CTU urges Maori farmers to back meatworkers

7:14 am on 11 November 2015

The Council of Trade Unions (CTU) is urging Maori farmers to withhold their stock from meat processing giant AFFCO in a bid to restart contract talks.

Tina and Daphne on the bridge. Two of the workers holding out against the IEAs.

Tina and Daphne on the bridge - two of the workers holding out against Individual Employment Agreements. Photo: RNZ / John Campbell

Maori farmers own up to 15 percent of all sheep and beef livestock, and the CTU hopes the move will encourage the Talley's-owned company back to the bargaining table.

Listen to John Campbell's First Person interviews with Wairoa meatworkers.

A long running dispute between meat company AFFCO and workers in Wairoa reached the Employment Court last month. A collective contract expired in 2013 and dozens of union members have refused to sign individual contracts.

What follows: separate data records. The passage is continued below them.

//! Index View - a transient filtered view over the indexes
//!
//! An `IndexView` holds the filters for one query: an optional date range,
//! an active-day set and an optional exact type. Filters compose as an
//! intersection. The view only borrows the [`IndexManager`], so the filters
//! vanish with it and the store stays immutable while it is alive.
//!
//! ```ignore
//! let mut view = manager.view(DateKey::Utc);
//! view.filter_range(range).filter_days(weekdays);
//! let basal = view.filter_exact(EventType::Basal).top();
//! let bolus = view.filter_exact(EventType::Bolus).top();
//! ```

use crate::index::{DateKey, DaySet, IndexManager, RecordSlot};
use crate::storage::{EventType, TimeRange};

/// Filtered view over an [`IndexManager`]
#[derive(Debug, Clone)]
pub struct IndexView<'a> {
    manager: &'a IndexManager,
    date_key: DateKey,
    range: Option<TimeRange>,
    days: DaySet,
    event_type: Option<EventType>,
}

impl<'a> IndexView<'a> {
    pub(crate) fn new(manager: &'a IndexManager, date_key: DateKey) -> Self {
        Self {
            manager,
            date_key,
            range: None,
            days: DaySet::all(),
            event_type: None,
        }
    }

    /// Restrict to records whose date key falls in [start, end)
    pub fn filter_range(&mut self, range: TimeRange) -> &mut Self {
        self.range = Some(range);
        self
    }

    /// Restrict to records whose UTC weekday is in `days`
    pub fn filter_days(&mut self, days: DaySet) -> &mut Self {
        self.days = days;
        self
    }

    /// Restrict to records of exactly this type
    pub fn filter_exact(&mut self, event_type: EventType) -> &mut Self {
        self.event_type = Some(event_type);
        self
    }

    /// Reset every filter to all-pass
    pub fn clear_filters(&mut self) -> &mut Self {
        self.range = None;
        self.days = DaySet::all();
        self.event_type = None;
        self
    }

    /// Which date index range filters apply to
    pub fn date_key(&self) -> DateKey {
        self.date_key
    }

    /// All currently matching slots, chronological by the date key
    pub fn top(&self) -> Vec<RecordSlot> {
        let type_slots = match &self.event_type {
            Some(event_type) => match self.manager.find_by_type(event_type) {
                Some(slots) => Some(slots),
                None => return Vec::new(),
            },
            None => None,
        };

        if self.days.is_empty() {
            return Vec::new();
        }

        let matches = |slot: &RecordSlot| {
            type_slots.map_or(true, |slots| slots.contains(slot))
                && self.manager.matches_days(*slot, self.days)
        };

        let index = self.manager.time_index(self.date_key);
        match self.range {
            Some(range) => index.find_range(range.start, range.end).filter(matches).collect(),
            None => index.iter().filter(matches).collect(),
        }
    }

    /// Number of currently matching slots
    pub fn count(&self) -> usize {
        self.top().len()
    }
}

It has been six weeks since 250 meat workers in Wairoa received a pay cheque; the union argues they have been illegally locked out of work.

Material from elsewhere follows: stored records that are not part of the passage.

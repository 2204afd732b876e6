//! Type Index - Inverted index for exact event type matches
//!
//! Maps event type → set of record slots.
//!
//! # Example
//! ```ignore
//! // Query: all basal segments
//! let slots = type_index.find(&EventType::Basal);
//! ```

use crate::index::RecordSlot;
use crate::storage::EventType;
use std::collections::{HashMap, HashSet};

/// Inverted index for type-based queries
///
/// Provides O(1) lookup for type → slots mapping
#[derive(Debug, Default, Clone)]
pub struct TypeIndex {
    index: HashMap<EventType, HashSet<RecordSlot>>,
}

impl TypeIndex {
    /// Create an empty type index
    pub fn new() -> Self {
        Self::default()
    }

    /// Add a record slot under its type
    pub fn add(&mut self, event_type: &EventType, slot: RecordSlot) {
        self.index
            .entry(event_type.clone())
            .or_default()
            .insert(slot);
    }

    /// Remove a record slot, dropping the type once it has no records left
    pub fn remove(&mut self, event_type: &EventType, slot: RecordSlot) -> bool {
        let Some(slots) = self.index.get_mut(event_type) else {
            return false;
        };

        let removed = slots.remove(&slot);
        if slots.is_empty() {
            self.index.remove(event_type);
        }
        removed
    }

    /// Find all slots of a type
    pub fn find(&self, event_type: &EventType) -> Option<&HashSet<RecordSlot>> {
        self.index.get(event_type)
    }

    /// Number of records of a type
    pub fn count(&self, event_type: &EventType) -> usize {
        self.index.get(event_type).map(HashSet::len).unwrap_or(0)
    }

    /// Get all indexed types
    pub fn types(&self) -> Vec<EventType> {
        let mut types: Vec<_> = self.index.keys().cloned().collect();
        types.sort_by(|a, b| a.as_str().cmp(b.as_str()));
        types
    }

    /// Number of distinct types
    pub fn type_count(&self) -> usize {
        self.index.len()
    }

    /// Drop every entry
    pub fn clear(&mut self) {
        self.index.clear();
    }
}

#[cfg(test)]
mod tests {
    use super::*;

    #[test]
    fn test_add_and_find() {
        let mut index = TypeIndex::new();

        index.add(&EventType::Cbg, RecordSlot(1));
        index.add(&EventType::Cbg, RecordSlot(2));
        index.add(&EventType::Basal, RecordSlot(3));

        assert_eq!(index.count(&EventType::Cbg), 2);
        assert_eq!(index.count(&EventType::Basal), 1);
        assert!(index.find(&EventType::Cbg).unwrap().contains(&RecordSlot(2)));
        assert!(index.find(&EventType::Wizard).is_none());
    }

    #[test]
    fn test_other_types_are_exact() {
        let mut index = TypeIndex::new();

        index.add(&EventType::from("food"), RecordSlot(1));

        assert_eq!(index.count(&EventType::from("food")), 1);
        assert_eq!(index.count(&EventType::from("Food")), 0);
    }

    #[test]
    fn test_remove_drops_empty_types() {
        let mut index = TypeIndex::new();

        index.add(&EventType::Smbg, RecordSlot(1));
        assert_eq!(index.type_count(), 1);

        assert!(index.remove(&EventType::Smbg, RecordSlot(1)));
        assert!(!index.remove(&EventType::Smbg, RecordSlot(1)));
        assert_eq!(index.type_count(), 0);
    }

    #[test]
    fn test_types_sorted() {
        let mut index = TypeIndex::new();

        index.add(&EventType::Wizard, RecordSlot(1));
        index.add(&EventType::Basal, RecordSlot(2));
        index.add(&EventType::Cbg, RecordSlot(3));

        let names: Vec<_> = index.types().iter().map(|t| t.to_string()).collect();
        assert_eq!(names, vec!["basal", "cbg", "wizard"]);
    }
}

Up to 80 percent of AFFCO meat workers are Maori, so Maori CTU vice-president Syd Keepa is calling for action.

"I'd like the iwi and those other Maori meat producers to really focus on whether they can help our people by ... taking away their meat production from Talleys."

The impact of the lockout on workers was big, but it flowed on to the whole community, he said.

"When you're cutting their wages by 100 a week and putting them on individual agreements that they decide when they work and when they don't need you, you know 'turn you off and on', it has a very big impact on the community."

Iwi leaders threatened to make the same call back in 2012, which was pivotal to ending an employment dispute between AFFCO and its staff.

Meat Workers Union spokesperson Darien Fenton welcomed the strategy.

She said Ngati Kahungunu, Ngapuhi and an iwi in Bay of Plenty got behind the meat workers dispute in 2012.

"It was the threat of withholding stock that actually brought Talley's to the table, not anything else."

In 2012, Maori farmers owned up to 7.3 million animals.

Mr Keepa hoped they would wield their power to get AFFCO back to the bargaining table to settle a collective agreement with the Meat Workers' Union.

"What Maori put into the economy is something like $39 billion, so you look at it from that perspective, surely that should wake the AFFCO people up."

AFFCO refused to comment on the move.

The Employment Court is due to release its decision over the two-year dispute between AFFCO and the Meat Workers' Union within a week.